Striveworks was formed to fix this problem. Our platform lets teams build AI models, deploy them into unpredictable environments, and watch them deliver trustworthy results—day after day. Our approach has transformed AI outcomes for organizations where failure is never an option. As a result, Striveworks was recognized as an exemplar in the National Security Commission on Artificial Intelligence Final Report.
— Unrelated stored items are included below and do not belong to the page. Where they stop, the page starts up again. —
// SPDX-License-Identifier: MIT
// Copyright 2026 Roland Dreier <roland@kernel.org>

//! Account session: login/registration, token purchase and subscription
//! upgrade for a single account page.
//!
//! This crate holds the page's state management: an [`AccountSession`]
//! controller talking to the remote account API, with every profile change
//! mirrored into a local [`PersistentStore`].

pub mod config;
pub mod error;
pub mod models;
pub mod services;
pub mod session;
pub mod store;
pub mod time_utils;
pub mod view;

pub use session::AccountSession;
pub use store::PersistentStore;
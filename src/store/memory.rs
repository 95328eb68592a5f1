// SPDX-License-Identifier: MIT
// Copyright 2026 Roland Dreier <roland@rolandd.dev>

//! In-memory storage backend.

use super::{StorageBackend, StorageError};
use dashmap::DashMap;
use std::sync::Arc;

/// Shared in-memory storage.
///
/// Clones share the same map, so a second store built from a clone sees
/// what the first one wrote (the way a page reload sees browser storage).
/// An optional quota bounds the total bytes of keys plus values.
#[derive(Clone, Default)]
pub struct MemoryStorage {
    items: Arc<DashMap<String, String>>,
    quota: Option<usize>,
    disabled: bool,
}

impl MemoryStorage {
    pub fn new() -> Self {
        Self::default()
    }

    /// Storage that refuses writes past `bytes` total.
    pub fn with_quota(bytes: usize) -> Self {
        Self {
            quota: Some(bytes),
            ..Self::default()
        }
    }

    /// Storage that refuses every read and write, like browser storage
    /// turned off by the user.
    pub fn disabled() -> Self {
        Self {
            disabled: true,
            ..Self::default()
        }
    }

    /// Raw stored value, bypassing JSON parsing.
    pub fn raw(&self, key: &str) -> Option<String> {
        self.items.get(key).map(|v| v.value().clone())
    }

    pub fn len(&self) -> usize {
        self.items.len()
    }

    pub fn is_empty(&self) -> bool {
        self.items.is_empty()
    }

    fn used_bytes_excluding(&self, key: &str) -> usize {
        self.items
            .iter()
            .filter(|entry| entry.key() != key)
            .map(|entry| entry.key().len() + entry.value().len())
            .sum()
    }
}

impl StorageBackend for MemoryStorage {
    fn get_item(&self, key: &str) -> Result<Option<String>, StorageError> {
        if self.disabled {
            return Err(StorageError::Unavailable("storage disabled".to_string()));
        }
        Ok(self.raw(key))
    }

    fn set_item(&self, key: &str, value: &str) -> Result<(), StorageError> {
        if self.disabled {
            return Err(StorageError::Unavailable("storage disabled".to_string()));
        }
        if let Some(quota) = self.quota {
            let needed = key.len() + value.len();
            let available = quota.saturating_sub(self.used_bytes_excluding(key));
            if needed > available {
                return Err(StorageError::QuotaExceeded { needed, available });
            }
        }
        self.items.insert(key.to_string(), value.to_string());
        Ok(())
    }
}

#[cfg(test)]
mod tests {
    use super::*;

    #[test]
    fn test_clones_share_items() {
        let storage = MemoryStorage::new();
        let other = storage.clone();
        storage.set_item("user", "null").unwrap();
        assert_eq!(other.get_item("user").unwrap().as_deref(), Some("null"));
        assert_eq!(other.len(), 1);
    }

    #[test]
    fn test_quota_exceeded_keeps_previous_value() {
        let storage = MemoryStorage::with_quota(16);
        storage.set_item("user", "small").unwrap();

        let err = storage
            .set_item("user", "a value that is far too large")
            .unwrap_err();
        assert!(matches!(err, StorageError::QuotaExceeded { .. }));
        assert_eq!(storage.raw("user").as_deref(), Some("small"));
    }

    #[test]
    fn test_quota_counts_replaced_value_once() {
        let storage = MemoryStorage::with_quota(10);
        storage.set_item("k", "123456789").unwrap();
        // Overwriting the same key doesn't double count the old value.
        storage.set_item("k", "987654321").unwrap();
    }

    #[test]
    fn test_disabled_refuses_everything() {
        let storage = MemoryStorage::disabled();
        assert!(matches!(
            storage.set_item("user", "null"),
            Err(StorageError::Unavailable(_))
        ));
        assert!(matches!(
            storage.get_item("user"),
            Err(StorageError::Unavailable(_))
        ));
    }
}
In 2023, Striveworks placed on the Deloitte Technology Fast 500 list as one of the fastest-growing technology companies in North America. In 2024, Striveworks was honored with a Built In Best Places to Work award—for the third year running.
Striveworks is an Equal Opportunity Employer and does not discriminate in employment on the basis of race, color, religion, belief, sex (including pregnancy and gender identity or expression), national origin, social or ethnic origin, political affiliation, sexual orientation, marital status, disability, genetic information, age, membership in an employee organization, retaliation, parental status, military service, or other non-merit factors. Striveworks will not tolerate discrimination or harassment of any kind.
If you require assistance or a reasonable accommodation in the application process, please contact Operations at hr@striveworks.us.
In compliance with federal law, all persons hired will be required to verify identity and eligibility to work in the United States and to complete an employment eligibility verification form upon hire.
Striveworks is a participating employer in the E-Verify program.